Only a number is expected: how many lines in the entries that follow contain the word "stored"?

LISTED RECORDS >>
....

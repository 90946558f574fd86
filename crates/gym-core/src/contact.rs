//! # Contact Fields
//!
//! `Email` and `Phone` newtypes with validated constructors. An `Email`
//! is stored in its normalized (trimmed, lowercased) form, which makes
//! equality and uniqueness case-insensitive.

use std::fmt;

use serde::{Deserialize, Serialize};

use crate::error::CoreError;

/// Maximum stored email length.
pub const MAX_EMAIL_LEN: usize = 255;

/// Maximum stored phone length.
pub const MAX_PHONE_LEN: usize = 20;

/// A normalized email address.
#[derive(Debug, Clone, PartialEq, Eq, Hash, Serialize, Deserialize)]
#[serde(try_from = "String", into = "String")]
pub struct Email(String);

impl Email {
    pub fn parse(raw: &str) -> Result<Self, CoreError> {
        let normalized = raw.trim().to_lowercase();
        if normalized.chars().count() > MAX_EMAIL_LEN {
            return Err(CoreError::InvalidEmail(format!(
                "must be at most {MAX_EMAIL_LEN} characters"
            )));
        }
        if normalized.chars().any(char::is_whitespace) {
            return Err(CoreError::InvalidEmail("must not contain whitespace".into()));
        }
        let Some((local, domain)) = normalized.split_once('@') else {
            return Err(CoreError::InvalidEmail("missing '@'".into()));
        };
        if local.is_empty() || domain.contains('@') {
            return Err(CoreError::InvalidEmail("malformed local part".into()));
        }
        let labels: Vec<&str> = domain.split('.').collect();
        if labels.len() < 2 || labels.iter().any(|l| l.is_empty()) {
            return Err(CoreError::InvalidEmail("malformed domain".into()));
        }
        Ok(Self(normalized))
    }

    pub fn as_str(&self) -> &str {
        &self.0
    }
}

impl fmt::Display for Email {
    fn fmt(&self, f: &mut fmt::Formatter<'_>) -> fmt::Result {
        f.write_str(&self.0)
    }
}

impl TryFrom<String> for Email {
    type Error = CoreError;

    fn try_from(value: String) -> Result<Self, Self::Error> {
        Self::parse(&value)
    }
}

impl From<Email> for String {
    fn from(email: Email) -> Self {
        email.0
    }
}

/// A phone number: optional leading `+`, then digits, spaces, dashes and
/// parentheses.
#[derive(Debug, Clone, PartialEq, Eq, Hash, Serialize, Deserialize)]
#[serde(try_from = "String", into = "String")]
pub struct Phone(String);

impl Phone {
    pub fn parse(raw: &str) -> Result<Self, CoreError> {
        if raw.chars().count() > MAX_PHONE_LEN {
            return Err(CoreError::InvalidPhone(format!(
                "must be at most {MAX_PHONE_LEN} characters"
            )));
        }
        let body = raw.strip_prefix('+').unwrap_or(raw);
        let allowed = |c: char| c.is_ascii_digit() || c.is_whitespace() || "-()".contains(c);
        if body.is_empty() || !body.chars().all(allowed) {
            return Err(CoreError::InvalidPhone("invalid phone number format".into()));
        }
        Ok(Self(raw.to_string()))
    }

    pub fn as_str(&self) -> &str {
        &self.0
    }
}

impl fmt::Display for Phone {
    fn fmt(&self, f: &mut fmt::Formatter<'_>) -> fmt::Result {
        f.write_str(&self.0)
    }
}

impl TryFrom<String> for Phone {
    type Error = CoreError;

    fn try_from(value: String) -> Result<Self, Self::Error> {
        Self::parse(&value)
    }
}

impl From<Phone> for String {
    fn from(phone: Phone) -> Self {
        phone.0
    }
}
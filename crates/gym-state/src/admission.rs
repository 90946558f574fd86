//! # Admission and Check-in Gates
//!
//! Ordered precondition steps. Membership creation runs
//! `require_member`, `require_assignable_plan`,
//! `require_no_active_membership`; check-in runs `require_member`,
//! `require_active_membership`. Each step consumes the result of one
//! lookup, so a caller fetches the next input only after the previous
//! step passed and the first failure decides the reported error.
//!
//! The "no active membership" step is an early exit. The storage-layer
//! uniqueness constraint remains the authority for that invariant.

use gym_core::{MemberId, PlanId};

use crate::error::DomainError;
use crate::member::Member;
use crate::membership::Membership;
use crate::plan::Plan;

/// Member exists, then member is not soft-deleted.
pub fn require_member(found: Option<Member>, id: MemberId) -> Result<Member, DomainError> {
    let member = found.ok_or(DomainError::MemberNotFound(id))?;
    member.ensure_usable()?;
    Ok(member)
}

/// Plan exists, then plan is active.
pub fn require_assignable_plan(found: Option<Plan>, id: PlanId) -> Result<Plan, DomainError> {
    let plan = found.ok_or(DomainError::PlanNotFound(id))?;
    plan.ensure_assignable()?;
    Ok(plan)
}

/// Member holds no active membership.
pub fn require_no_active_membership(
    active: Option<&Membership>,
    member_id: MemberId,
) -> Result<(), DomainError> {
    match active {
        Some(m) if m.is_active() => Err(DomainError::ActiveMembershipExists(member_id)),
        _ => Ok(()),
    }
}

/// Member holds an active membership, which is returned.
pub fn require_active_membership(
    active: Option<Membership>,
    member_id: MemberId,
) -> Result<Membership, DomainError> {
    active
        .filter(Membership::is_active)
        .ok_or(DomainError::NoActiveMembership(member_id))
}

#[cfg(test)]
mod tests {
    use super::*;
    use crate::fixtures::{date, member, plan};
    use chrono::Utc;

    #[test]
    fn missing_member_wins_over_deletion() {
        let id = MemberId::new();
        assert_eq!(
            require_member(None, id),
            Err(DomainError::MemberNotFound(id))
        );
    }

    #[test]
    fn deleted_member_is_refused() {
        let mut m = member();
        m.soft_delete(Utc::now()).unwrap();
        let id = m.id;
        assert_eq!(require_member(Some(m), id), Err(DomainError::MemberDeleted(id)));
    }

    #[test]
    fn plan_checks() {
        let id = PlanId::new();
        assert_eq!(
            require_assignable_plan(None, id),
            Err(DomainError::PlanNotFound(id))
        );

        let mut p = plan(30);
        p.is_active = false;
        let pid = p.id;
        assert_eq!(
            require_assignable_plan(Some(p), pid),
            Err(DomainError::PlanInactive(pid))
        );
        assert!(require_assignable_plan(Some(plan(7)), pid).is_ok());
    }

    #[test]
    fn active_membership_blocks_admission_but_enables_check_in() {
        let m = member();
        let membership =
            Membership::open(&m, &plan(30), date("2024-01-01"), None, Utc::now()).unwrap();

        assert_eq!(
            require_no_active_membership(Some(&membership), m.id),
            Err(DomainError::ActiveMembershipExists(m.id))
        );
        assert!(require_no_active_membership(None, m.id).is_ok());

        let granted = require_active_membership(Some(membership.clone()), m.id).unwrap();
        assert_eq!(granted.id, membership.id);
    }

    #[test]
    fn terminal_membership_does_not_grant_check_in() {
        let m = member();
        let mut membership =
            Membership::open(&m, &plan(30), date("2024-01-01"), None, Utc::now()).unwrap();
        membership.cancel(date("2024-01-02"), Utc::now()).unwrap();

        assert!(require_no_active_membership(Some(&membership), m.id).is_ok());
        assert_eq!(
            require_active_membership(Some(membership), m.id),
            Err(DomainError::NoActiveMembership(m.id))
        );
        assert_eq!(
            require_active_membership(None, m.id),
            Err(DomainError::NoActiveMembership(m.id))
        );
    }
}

....

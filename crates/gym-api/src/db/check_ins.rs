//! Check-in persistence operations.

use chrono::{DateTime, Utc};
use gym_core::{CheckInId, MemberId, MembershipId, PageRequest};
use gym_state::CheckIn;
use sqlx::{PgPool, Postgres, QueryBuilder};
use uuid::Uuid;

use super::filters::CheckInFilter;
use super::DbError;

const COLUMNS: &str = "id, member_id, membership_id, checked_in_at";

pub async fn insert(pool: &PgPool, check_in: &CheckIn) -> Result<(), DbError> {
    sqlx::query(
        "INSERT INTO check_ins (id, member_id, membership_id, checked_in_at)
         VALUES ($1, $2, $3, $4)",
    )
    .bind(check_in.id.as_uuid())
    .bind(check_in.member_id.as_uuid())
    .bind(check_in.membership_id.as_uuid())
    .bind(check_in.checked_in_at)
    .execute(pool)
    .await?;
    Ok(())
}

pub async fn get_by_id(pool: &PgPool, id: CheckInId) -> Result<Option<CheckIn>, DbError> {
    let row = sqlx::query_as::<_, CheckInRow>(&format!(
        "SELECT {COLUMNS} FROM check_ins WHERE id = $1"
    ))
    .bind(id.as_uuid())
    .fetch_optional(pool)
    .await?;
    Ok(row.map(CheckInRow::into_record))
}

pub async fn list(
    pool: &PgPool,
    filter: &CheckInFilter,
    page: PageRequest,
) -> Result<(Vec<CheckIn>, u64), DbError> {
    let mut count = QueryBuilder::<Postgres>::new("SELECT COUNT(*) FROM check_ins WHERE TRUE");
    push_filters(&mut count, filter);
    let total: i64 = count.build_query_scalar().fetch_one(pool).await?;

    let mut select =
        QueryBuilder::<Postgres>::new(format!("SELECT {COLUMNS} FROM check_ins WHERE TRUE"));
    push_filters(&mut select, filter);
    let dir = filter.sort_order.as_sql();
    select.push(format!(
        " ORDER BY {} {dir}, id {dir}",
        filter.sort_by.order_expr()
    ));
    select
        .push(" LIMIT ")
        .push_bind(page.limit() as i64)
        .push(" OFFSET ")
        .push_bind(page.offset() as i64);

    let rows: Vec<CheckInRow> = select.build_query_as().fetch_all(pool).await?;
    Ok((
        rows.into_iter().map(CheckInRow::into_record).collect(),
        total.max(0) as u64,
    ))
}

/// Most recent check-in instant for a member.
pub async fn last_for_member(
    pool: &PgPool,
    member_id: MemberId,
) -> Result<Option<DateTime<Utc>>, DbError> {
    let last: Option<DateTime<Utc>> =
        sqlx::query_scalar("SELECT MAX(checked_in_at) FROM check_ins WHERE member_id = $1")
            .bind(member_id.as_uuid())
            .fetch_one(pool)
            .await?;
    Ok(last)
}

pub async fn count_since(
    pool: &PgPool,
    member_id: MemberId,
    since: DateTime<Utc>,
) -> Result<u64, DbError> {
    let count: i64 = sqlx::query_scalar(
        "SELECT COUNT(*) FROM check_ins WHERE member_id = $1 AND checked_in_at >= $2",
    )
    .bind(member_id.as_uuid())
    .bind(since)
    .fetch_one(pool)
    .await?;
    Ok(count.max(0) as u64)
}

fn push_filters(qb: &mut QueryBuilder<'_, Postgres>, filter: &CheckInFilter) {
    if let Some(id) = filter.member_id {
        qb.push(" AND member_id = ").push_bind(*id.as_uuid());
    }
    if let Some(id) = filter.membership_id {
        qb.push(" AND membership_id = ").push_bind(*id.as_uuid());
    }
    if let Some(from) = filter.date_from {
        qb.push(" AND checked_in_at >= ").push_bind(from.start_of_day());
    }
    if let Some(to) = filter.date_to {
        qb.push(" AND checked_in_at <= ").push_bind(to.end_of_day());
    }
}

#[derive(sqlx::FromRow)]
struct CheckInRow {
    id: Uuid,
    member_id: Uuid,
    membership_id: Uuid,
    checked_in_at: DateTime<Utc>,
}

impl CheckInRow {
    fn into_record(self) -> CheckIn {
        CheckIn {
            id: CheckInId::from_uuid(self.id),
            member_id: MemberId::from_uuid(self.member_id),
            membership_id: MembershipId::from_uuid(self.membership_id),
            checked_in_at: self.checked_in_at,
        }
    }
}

....

WRITTEN ANSWER >> 3